Structure and function of a conserved tRNA modifying complex

Jonah Beenstock 1 Samara Ona 1 Jennifer Porat 2 Stephen Orlicky 1 Derek Ceccarelli 1 Rachel Szilard 1 Mark Bayfield 2 Daniel Durocher 1 Frank Sicheri 1
1Lunenfeld-Tanenbaum Research Institute, Mount Sinai Hospital, Canada
2York University, Toronto, Canada

The structure and function of RNA is regulated by post-transcriptional modifications which have therefore far reaching implications for RNA functionality. RNA modifying enzymes are consequently crucial for cellular physiology. Aberrant activity of RNA modifying enzymes is directly associated with a variety of human pathologies, ranging from developmental disorders to cancer and mitochondriopathies.

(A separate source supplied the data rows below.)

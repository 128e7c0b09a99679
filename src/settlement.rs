// 9.1 settlement.rs: expiry cash settlement for dated markets.
// the price is fixed once, from the TWAP of oracle samples taken in the window before
// expiry. every position then closes at its payoff. losers' negative equity is a hole
// in the clearing pool: insurance fills it first, winners are haircut pro rata for
// whatever is left.

use crate::oracle::time_weighted_average;
use crate::types::{AccountId, Price, Quote, Timestamp};
use rust_decimal::Decimal;
use serde::{Deserialize, Serialize};

/// TWAP over the sampled window, or None if nothing was sampled.
pub fn settlement_price_from_samples(samples: &[(Timestamp, Price)], expiry: Timestamp) -> Option<Price> {
    let in_window: Vec<(Timestamp, Price)> = samples.iter().copied().filter(|(ts, _)| *ts <= expiry).collect();
    time_weighted_average(&in_window, expiry)
}

#[derive(Debug, Clone, PartialEq, Eq, Serialize, Deserialize)]
pub struct SettlementLeg {
    pub account_id: AccountId,
    /// Equity at the settlement payoff. Negative = the account owes the pool.
    pub equity: Quote,
    /// What the account receives. Zero for negative equity.
    pub payout: Quote,
}

#[derive(Debug, Clone, PartialEq, Eq, Default, Serialize, Deserialize)]
pub struct SettlementPlan {
    pub legs: Vec<SettlementLeg>,
    pub deficit: Quote,
    pub insurance_used: Quote,
    /// Deficit left after insurance, taken out of winners.
    pub haircut: Quote,
    /// Share of their equity winners actually receive. 1 without a haircut.
    pub payout_ratio: Decimal,
}

impl SettlementPlan {
    pub fn total_payout(&self) -> Quote {
        self.legs.iter().map(|l| l.payout).sum()
    }
}

// 9.2: pure payout plan. the engine executes it against the vault and sends any
// rounding dust left in the pool to insurance.
pub fn plan_settlement(equities: &[(AccountId, Quote)], insurance_balance: Decimal) -> SettlementPlan {
    let winnings: Quote = equities
        .iter()
        .map(|(_, e)| e.max_zero())
        .sum();
    let deficit: Quote = equities
        .iter()
        .filter(|(_, e)| e.is_negative())
        .map(|(_, e)| e.abs())
        .sum();

    let insurance_used = deficit.min(Quote::new(insurance_balance.max(Decimal::ZERO)));
    let haircut = deficit.sub(insurance_used).min(winnings);

    let payout_ratio = if winnings.is_positive() {
        (winnings.value() - haircut.value()) / winnings.value()
    } else {
        Decimal::ONE
    };

    let legs = equities
        .iter()
        .map(|(account_id, equity)| SettlementLeg {
            account_id: *account_id,
            equity: *equity,
            payout: equity.max_zero().mul(payout_ratio),
        })
        .collect();

    SettlementPlan {
        legs,
        deficit,
        insurance_used,
        haircut,
        payout_ratio,
    }
}
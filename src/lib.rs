//! Borderline is the engine behind a literary magazine's website, factored
//! out of its view layer.
//!
//! The centerpiece is the scroll-progress highlighter: as a reader scrolls a
//! text section through the viewport, one of several known phrases inside it
//! becomes "active" at a time, in order. The crate also carries the other
//! deterministic pieces of the site: multi-phrase text segmentation, a
//! typewriter reveal, magazine color palettes (predefined themes plus
//! cover-image extraction), contact-form draft persistence, and the core of
//! the contact-email endpoint.
//!
//! # Highlight pipeline
//!
//! 1. **Sample**: the host supplies section/viewport geometry per scroll or
//!    resize event ([`SectionRect`], [`Viewport`]), either directly to
//!    [`Highlighter::observe`] or through a [`GeometrySource`] polled by a
//!    [`ScrollDriver`].
//! 2. **Map**: geometry becomes normalized transit progress, and a
//!    [`ZoneLayout`] maps progress to the active phrase index (pause zones
//!    yield no phrase; progress past the last zone keeps the final phrase
//!    active while the section stays visible).
//! 3. **Render**: [`Highlighter::runs`] partitions the text into
//!    plain/active/inactive [`TextRun`]s; concatenating the runs reproduces
//!    the input text.
//!
//! The key design constraints:
//!
//! - **No unsafe**: `unsafe` is forbidden in this crate.
//! - **Deterministic-by-default**: everything is a pure function of supplied
//!   data and an injected clock; no module reads platform state on its own.
//! - **Accessibility first**: a reduced-motion preference short-circuits all
//!   motion-driven behavior.
#![forbid(unsafe_code)]
#![deny(missing_docs)]

mod foundation;
mod form;
mod motion;
mod palette;
mod text;

pub use foundation::core::{SectionRect, Viewport};
pub use foundation::error::{BorderlineError, BorderlineResult};
pub use form::contact::{
    CONTACT_FROM, CONTACT_TO, ContactOutcome, ContactRequest, Mailer, OutboundEmail,
    build_notification, handle_contact, is_plausible_email,
};
pub use form::draft::{
    ContactDraft, DRAFT_DEBOUNCE_MS, DRAFT_MAX_AGE_SECS, DRAFT_SCHEMA_VERSION, DRAFT_STORAGE_KEY,
    DraftDebouncer, DraftStorage, DraftStore, FsStorage, default_store, unix_now,
};
pub use motion::highlighter::{
    GeometrySource, HighlightConfig, Highlighter, MotionPreference, ScrollDriver,
};
pub use motion::zones::{ZoneLayout, ZoneTiming};
pub use palette::extract::{
    SAMPLE_STRIDE_PIXELS, dominant_colors, extract_palette, fallback_palette,
    palette_from_dominant,
};
pub use palette::theme::{Palette, Rgb, Theme, resolve_palette};
pub use text::segment::{PhraseMatch, RunStyle, TextRun, find_matches, segment};
pub use text::typewriter::{DEFAULT_TYPE_INTERVAL_MS, Typewriter};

Despite their importance and connection to human disease, our understanding of how RNA modifying enzymes function and the basis for their substrate selectivity is still at its infancy. Although all classes of RNAs are post transcriptionally modified, tRNAs are considered to be the most densely modified. Anti codon loop modifications play a role in influencing the core function of tRNAs in translation and are therefore central for tRNA activity. Here we provide a comprehensive mechanistic analysis of a highly conserved tRNA-modifying enzyme complex that mediates the formation of an essential and universal modification at the anti codon loop of its tRNA substrate. We uncovered the structural basis for how tRNA is engaged by the complex and how the tRNA modification site is guided into the active site of the modifying enzyme. We thus provide a novel model for the structure-function of an evolutionarily conserved RNA modifying enzymatic complex.